[Items listed in a dataset]
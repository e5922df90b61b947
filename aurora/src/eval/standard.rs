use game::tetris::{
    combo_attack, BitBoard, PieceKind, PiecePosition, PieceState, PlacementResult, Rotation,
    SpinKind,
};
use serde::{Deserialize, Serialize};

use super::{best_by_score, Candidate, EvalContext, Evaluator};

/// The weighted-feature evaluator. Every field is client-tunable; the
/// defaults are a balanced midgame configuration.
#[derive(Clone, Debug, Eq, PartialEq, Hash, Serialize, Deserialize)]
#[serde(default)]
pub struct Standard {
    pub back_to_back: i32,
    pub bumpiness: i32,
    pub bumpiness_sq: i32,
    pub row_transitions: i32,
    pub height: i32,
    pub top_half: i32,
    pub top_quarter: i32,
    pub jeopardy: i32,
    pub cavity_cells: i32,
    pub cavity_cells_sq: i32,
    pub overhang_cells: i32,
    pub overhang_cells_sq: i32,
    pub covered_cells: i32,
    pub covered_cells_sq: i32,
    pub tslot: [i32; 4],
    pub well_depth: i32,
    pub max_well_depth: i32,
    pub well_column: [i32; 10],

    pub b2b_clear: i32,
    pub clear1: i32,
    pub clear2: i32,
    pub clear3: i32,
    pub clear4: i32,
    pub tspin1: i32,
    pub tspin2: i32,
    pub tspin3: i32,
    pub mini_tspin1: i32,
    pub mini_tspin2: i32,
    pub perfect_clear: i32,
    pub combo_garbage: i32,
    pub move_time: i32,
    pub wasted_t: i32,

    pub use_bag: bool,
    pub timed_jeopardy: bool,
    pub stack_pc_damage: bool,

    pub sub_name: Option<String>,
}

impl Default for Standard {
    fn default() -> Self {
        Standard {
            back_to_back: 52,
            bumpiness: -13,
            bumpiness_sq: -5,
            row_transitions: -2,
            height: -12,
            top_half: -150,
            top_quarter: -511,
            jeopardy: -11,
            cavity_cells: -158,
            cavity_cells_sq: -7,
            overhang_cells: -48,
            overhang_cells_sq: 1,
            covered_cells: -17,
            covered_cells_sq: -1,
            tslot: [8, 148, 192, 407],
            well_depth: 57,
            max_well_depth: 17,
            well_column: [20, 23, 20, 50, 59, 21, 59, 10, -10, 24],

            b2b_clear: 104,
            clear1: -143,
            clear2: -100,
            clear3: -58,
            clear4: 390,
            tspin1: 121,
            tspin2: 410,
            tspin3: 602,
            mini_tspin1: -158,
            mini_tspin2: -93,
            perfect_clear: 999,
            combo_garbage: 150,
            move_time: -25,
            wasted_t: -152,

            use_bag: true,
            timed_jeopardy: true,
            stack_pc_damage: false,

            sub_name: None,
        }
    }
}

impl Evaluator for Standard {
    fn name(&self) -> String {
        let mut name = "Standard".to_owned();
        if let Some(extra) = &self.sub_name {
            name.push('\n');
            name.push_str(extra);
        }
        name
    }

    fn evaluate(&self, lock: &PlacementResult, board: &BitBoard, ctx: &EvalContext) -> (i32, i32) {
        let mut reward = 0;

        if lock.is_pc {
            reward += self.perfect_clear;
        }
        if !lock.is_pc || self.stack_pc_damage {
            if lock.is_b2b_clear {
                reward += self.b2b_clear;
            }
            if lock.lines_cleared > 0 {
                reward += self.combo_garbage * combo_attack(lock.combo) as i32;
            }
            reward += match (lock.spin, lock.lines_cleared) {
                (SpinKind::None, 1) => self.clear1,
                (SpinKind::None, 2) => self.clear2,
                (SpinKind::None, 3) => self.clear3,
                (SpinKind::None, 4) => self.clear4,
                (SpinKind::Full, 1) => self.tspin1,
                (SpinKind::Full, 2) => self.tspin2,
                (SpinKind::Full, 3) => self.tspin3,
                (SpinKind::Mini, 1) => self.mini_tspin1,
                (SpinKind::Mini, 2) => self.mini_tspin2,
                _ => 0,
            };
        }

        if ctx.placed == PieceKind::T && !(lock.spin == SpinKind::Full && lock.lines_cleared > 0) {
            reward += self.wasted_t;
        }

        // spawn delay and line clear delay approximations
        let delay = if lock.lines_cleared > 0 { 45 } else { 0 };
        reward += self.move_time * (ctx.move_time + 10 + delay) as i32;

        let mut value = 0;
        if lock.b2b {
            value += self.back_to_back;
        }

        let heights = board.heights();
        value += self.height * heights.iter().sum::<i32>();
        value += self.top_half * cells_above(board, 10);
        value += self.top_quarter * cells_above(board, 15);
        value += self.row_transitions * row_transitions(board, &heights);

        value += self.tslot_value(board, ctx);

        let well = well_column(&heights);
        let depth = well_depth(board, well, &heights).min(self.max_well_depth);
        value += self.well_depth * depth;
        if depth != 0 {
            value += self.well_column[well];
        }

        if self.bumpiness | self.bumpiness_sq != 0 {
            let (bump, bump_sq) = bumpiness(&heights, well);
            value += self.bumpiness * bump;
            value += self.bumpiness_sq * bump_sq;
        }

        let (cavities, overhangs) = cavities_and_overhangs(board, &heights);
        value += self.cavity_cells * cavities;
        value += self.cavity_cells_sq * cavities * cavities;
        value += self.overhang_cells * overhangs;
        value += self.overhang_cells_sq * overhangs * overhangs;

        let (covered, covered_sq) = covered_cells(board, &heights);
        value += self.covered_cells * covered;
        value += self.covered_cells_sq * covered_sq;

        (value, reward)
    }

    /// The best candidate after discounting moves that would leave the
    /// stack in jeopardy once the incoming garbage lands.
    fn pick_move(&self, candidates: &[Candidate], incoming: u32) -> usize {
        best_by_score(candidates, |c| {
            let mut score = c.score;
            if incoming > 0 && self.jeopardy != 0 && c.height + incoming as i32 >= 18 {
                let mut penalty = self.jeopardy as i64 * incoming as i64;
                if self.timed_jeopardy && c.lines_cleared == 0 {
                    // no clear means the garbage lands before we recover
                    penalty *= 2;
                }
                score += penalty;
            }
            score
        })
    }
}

§ TO DO:
Look through the data above and return each line where the string "SpinKind" occurs.

§ ANSWER SPACE:
    SpinKind,
                (SpinKind::None, 1) => self.clear1,
                (SpinKind::None, 2) => self.clear2,
                (SpinKind::None, 3) => self.clear3,
                (SpinKind::None, 4) => self.clear4,
                (SpinKind::Full, 1) => self.tspin1,
                (SpinKind::Full, 2) => self.tspin2,
                (SpinKind::Full, 3) => self.tspin3,
                (SpinKind::Mini, 1) => self.mini_tspin1,
                (SpinKind::Mini, 2) => self.mini_tspin2,
        if ctx.placed == PieceKind::T && !(lock.spin == SpinKind::Full && lock.lines_cleared > 0) {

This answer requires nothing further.